When an excise tax is in place, the cost is typically built into the shelf price. A sales tax increase is simply calculated at the register and is not subject to commercial markups.

Either way, consumers pay more.

Nebraska last raised its excise tax on alcohol, which is paid by the gallon, in 2003. It is also subject to the 5.5 percent state sales tax.

Advocates are laying the groundwork to make another push for raising the levy, Riibe said. The Omaha World-Herald editorialized earlier this month that the state’s unicameral legislature should debate the issue in an effort to combat drunken driving.

Any conversation of an alcohol tax increase should start with the sales tax, not the excise tax, Riibe said.

“It is the default discussion, and it probably henceforward should not be,” she said of the wholesale levy. “Maryland helped to pave the path [for increasing the sales tax], and I think it ought to be a discussion that states should have.”

One reason is because increasing the sales tax keeps pace with inflation, whereas the excise tax does not since it is based on a fixed variable: fluid volume rather than price.

To wit, the last alcohol excise tax increase in California in 1992 equaled only a penny on a glass of wine and two cents per can of beer and shot of liquor. But factored for inflation, total revenues have slumped by 33 percent since that time, according to the Marin Institute, an alcohol industry watchdog.

“That penny a drink now is long gone in terms of its bite in inflation,” said James F. Mosher, president of Alcohol Policy Consultations, a research firm based near San Jose.

Even so, it’s wrong to expect a tactical overhaul, one analyst said.

“I’m just not convinced that it’s an easier play politically,” Michele Simon, research and policy director at the San Rafael, Calif.-based Marin Institute, said of the sales tax approach. “I just think it’s hard no matter what. Anyone who thinks, ‘Oh gee, now we do it as a sales tax and we’re home free’ — forget it.”

The current anti-tax climate and the powerful liquor lobby in many state capitals are the biggest hurdles facing supporters of alcohol tax hikes, experts said.

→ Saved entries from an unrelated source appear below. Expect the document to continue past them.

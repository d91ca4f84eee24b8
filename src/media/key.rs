// SPDX-License-Identifier: AGPL-3.0-or-later
//
// Copyright (C) 2026 Social Forum Contributors

//! Canonical media-key resolution.
//!
//! A stored media reference may be a bare object key, a storage-host URL,
//! a CDN URL, or a previously-signed URL carrying query parameters. All of
//! them must collapse to the same canonical key before any delete or
//! reconciliation comparison.
//!
//! Branch precedence (pinned by tests below):
//! 1. query string is stripped - signatures and expiries are not identity
//! 2. a recognized storage-host marker wins; the key is everything after it
//! 3. any other URL (scheme present) resolves to its final path segment
//! 4. everything else is already a bare key and passes through unchanged
//!
//! Rule 4 is what makes the function idempotent: `images/a.jpg` resolves
//! to itself rather than losing its folder to rule 3.

use url::Url;

/// Host substrings that mark a storage-backed URL. Everything after the
/// marker is the object key, folders included.
const STORAGE_HOST_MARKERS: [&str; 2] = [".amazonaws.com/", ".cloudfront.net/"];

/// Resolve a stored media reference to its canonical object key.
///
/// Returns `None` for empty input or input with no extractable key.
pub fn resolve_media_key(reference: &str) -> Option<String> {
    let trimmed = reference.trim();
    if trimmed.is_empty() {
        return None;
    }

    // Signed URLs carry expiry/signature parameters irrelevant to identity.
    let clean = trimmed.split('?').next().unwrap_or_default();
    if clean.is_empty() {
        return None;
    }

    for marker in STORAGE_HOST_MARKERS {
        if let Some(idx) = clean.rfind(marker) {
            let key = &clean[idx + marker.len()..];
            return non_empty(key);
        }
    }

    // A URL on an unrecognized host: the key is the final path segment.
    if let Ok(parsed) = Url::parse(clean) {
        if parsed.has_host() {
            let last = parsed.path().rsplit('/').next().unwrap_or_default();
            return non_empty(last);
        }
    }

    // Already a bare key.
    non_empty(clean.trim_start_matches('/'))
}

fn non_empty(key: &str) -> Option<String> {
    if key.is_empty() {
        None
    } else {
        Some(key.to_string())
    }
}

“The politics are just so impossible for any type of regulation,” Simon said.

Even New York, which is led by Democratic Gov. Andrew M. Cuomo and is regarded as one of the more liberal states in the nation, didn’t entertain tax hike proposals this year.

“We’re kind of getting our sea legs here. We realize that it’s a difficult year,” said Robert S. Pezzolesi, who heads the New York Alcohol Policy Alliance, a year-old state advocacy organization based in Syracuse.

Still, he said the time will come for a strong alcohol tax increase push in the Empire State.

“I’m intrigued by what was done in Maryland, and that’s something we’ll definitely look into,” Pezzolesi said.

Indeed, Maryland’s approach — using the sales tax as a vehicle to generate $87 million in projected new revenues — can be a more politically palatable model in other states, Mosher said.

“It gives us a new approach to the alcohol tax issue that has some real benefits and maybe can unlock some of the barriers that we’ve been facing with the excise tax proposals,” he said. “It gives us another model for how to increase the tax that is self-correcting in the sense that as inflation goes up, the tax goes up.”

The battle in Texas, which hasn’t raised taxes on alcoholic beverages in more than two decades, is likely to remain an uphill climb because Republican lawmakers who generally oppose tax hikes picked up more seats in last year’s election. Meanwhile, lawmakers have discussed extending taxes or fees on soda machines and vehicle registration.

“Momentum for addressing the issue has certainly increased, especially at a time when services for [drunken-driving] prevention and education are being cut without much consideration to what the impact will be to our pocketbooks,” Holt said.